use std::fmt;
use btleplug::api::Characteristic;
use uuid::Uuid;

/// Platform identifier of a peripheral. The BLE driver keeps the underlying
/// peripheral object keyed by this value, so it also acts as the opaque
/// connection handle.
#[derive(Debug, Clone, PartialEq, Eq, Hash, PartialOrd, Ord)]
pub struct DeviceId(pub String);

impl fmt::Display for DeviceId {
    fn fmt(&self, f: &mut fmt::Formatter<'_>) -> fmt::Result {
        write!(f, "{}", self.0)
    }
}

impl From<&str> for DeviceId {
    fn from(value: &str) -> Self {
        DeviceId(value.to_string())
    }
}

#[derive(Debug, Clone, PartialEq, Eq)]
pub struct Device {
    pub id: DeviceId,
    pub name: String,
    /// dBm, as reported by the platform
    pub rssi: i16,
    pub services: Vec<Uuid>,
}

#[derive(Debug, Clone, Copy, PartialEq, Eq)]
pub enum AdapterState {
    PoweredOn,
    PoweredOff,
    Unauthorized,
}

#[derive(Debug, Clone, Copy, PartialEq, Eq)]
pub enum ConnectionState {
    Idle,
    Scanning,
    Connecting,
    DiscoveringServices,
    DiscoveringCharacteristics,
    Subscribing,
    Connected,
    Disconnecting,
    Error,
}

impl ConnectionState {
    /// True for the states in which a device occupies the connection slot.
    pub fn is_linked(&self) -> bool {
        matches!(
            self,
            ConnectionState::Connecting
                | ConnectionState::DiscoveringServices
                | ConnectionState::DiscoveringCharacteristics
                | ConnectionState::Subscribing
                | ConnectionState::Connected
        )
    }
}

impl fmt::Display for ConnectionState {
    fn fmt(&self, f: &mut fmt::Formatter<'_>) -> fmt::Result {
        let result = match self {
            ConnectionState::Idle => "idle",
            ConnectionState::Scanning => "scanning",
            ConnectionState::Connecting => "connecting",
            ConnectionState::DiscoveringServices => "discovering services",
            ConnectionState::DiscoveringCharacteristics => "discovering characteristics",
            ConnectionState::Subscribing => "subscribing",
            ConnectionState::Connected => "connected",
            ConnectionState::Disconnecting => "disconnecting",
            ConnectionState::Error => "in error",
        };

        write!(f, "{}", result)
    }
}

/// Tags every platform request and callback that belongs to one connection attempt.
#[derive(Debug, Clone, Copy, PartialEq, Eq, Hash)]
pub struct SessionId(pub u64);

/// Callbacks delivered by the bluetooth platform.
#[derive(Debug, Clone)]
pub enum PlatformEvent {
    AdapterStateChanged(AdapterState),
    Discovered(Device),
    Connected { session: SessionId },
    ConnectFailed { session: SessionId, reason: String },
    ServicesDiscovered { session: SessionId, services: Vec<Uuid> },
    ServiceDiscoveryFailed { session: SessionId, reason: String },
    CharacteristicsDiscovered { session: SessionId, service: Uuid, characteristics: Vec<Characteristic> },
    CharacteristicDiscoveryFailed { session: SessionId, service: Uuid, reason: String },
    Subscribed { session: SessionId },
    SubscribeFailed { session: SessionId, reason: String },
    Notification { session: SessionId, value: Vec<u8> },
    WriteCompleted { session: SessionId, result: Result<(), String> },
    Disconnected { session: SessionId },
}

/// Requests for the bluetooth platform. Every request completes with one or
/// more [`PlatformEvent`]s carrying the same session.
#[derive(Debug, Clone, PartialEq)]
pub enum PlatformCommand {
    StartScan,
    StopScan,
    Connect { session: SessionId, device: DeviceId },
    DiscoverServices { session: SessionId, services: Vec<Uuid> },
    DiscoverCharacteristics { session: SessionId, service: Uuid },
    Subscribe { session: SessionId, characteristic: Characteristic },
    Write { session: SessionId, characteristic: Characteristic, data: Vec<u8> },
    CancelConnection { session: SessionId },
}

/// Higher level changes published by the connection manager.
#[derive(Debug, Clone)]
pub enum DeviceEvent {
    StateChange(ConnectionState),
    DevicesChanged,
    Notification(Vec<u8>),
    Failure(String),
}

==

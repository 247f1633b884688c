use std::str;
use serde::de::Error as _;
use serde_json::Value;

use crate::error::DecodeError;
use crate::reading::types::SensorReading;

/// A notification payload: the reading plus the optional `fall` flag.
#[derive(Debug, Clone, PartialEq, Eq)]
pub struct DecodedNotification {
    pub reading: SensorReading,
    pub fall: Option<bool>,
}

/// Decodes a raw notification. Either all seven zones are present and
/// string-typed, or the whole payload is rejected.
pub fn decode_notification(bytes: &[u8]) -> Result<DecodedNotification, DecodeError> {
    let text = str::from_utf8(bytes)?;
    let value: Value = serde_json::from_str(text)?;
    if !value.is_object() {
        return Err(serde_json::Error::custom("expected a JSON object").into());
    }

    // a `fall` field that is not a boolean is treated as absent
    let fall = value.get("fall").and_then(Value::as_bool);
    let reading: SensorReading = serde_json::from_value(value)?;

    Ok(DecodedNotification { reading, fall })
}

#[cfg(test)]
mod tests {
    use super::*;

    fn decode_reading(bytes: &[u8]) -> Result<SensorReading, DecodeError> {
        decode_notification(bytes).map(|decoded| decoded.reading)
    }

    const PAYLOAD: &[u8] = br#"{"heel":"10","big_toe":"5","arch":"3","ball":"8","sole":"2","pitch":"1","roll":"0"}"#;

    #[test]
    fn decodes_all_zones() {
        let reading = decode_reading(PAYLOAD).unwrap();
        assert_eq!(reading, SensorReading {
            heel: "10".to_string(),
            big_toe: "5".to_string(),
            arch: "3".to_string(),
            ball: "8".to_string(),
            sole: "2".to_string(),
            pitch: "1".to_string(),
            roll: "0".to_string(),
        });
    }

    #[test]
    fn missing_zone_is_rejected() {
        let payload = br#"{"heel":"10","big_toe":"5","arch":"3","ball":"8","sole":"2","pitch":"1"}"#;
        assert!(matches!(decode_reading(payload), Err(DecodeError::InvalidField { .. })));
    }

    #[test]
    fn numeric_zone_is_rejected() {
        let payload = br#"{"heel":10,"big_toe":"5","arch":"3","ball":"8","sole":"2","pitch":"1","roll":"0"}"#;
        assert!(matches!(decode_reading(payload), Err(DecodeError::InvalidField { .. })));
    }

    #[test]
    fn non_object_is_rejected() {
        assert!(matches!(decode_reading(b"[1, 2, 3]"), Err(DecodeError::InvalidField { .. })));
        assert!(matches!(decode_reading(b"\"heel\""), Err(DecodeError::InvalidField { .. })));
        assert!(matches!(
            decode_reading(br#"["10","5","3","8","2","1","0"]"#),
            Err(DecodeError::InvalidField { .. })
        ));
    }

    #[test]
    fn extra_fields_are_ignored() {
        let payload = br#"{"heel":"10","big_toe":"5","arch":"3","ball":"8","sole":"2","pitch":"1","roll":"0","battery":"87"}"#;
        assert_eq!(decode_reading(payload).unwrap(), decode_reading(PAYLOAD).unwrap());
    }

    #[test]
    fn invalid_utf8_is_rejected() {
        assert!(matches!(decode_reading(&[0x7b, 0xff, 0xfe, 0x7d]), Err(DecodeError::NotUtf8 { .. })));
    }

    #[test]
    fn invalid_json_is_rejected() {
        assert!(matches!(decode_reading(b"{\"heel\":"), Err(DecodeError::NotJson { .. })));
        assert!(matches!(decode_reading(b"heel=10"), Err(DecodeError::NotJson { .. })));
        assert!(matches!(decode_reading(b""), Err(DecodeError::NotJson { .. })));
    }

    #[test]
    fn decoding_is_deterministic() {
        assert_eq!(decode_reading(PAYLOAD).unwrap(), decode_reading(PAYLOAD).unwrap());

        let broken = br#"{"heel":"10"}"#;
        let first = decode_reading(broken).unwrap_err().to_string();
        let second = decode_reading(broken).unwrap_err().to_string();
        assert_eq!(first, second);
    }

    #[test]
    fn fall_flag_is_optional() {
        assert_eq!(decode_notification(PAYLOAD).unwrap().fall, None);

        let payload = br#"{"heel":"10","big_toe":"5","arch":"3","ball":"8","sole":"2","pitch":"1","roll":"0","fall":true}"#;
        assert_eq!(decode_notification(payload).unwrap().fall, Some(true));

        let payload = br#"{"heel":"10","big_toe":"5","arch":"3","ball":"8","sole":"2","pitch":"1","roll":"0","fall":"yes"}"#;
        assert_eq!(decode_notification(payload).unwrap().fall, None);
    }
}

WORK REQUEST -> Wherever a line in the entries above holds "SensorReading", copy that line.

SOLUTION TO THIS PROBLEM ->
use crate::reading::types::SensorReading;
    pub reading: SensorReading,
    let reading: SensorReading = serde_json::from_value(value)?;
    fn decode_reading(bytes: &[u8]) -> Result<SensorReading, DecodeError> {
        assert_eq!(reading, SensorReading {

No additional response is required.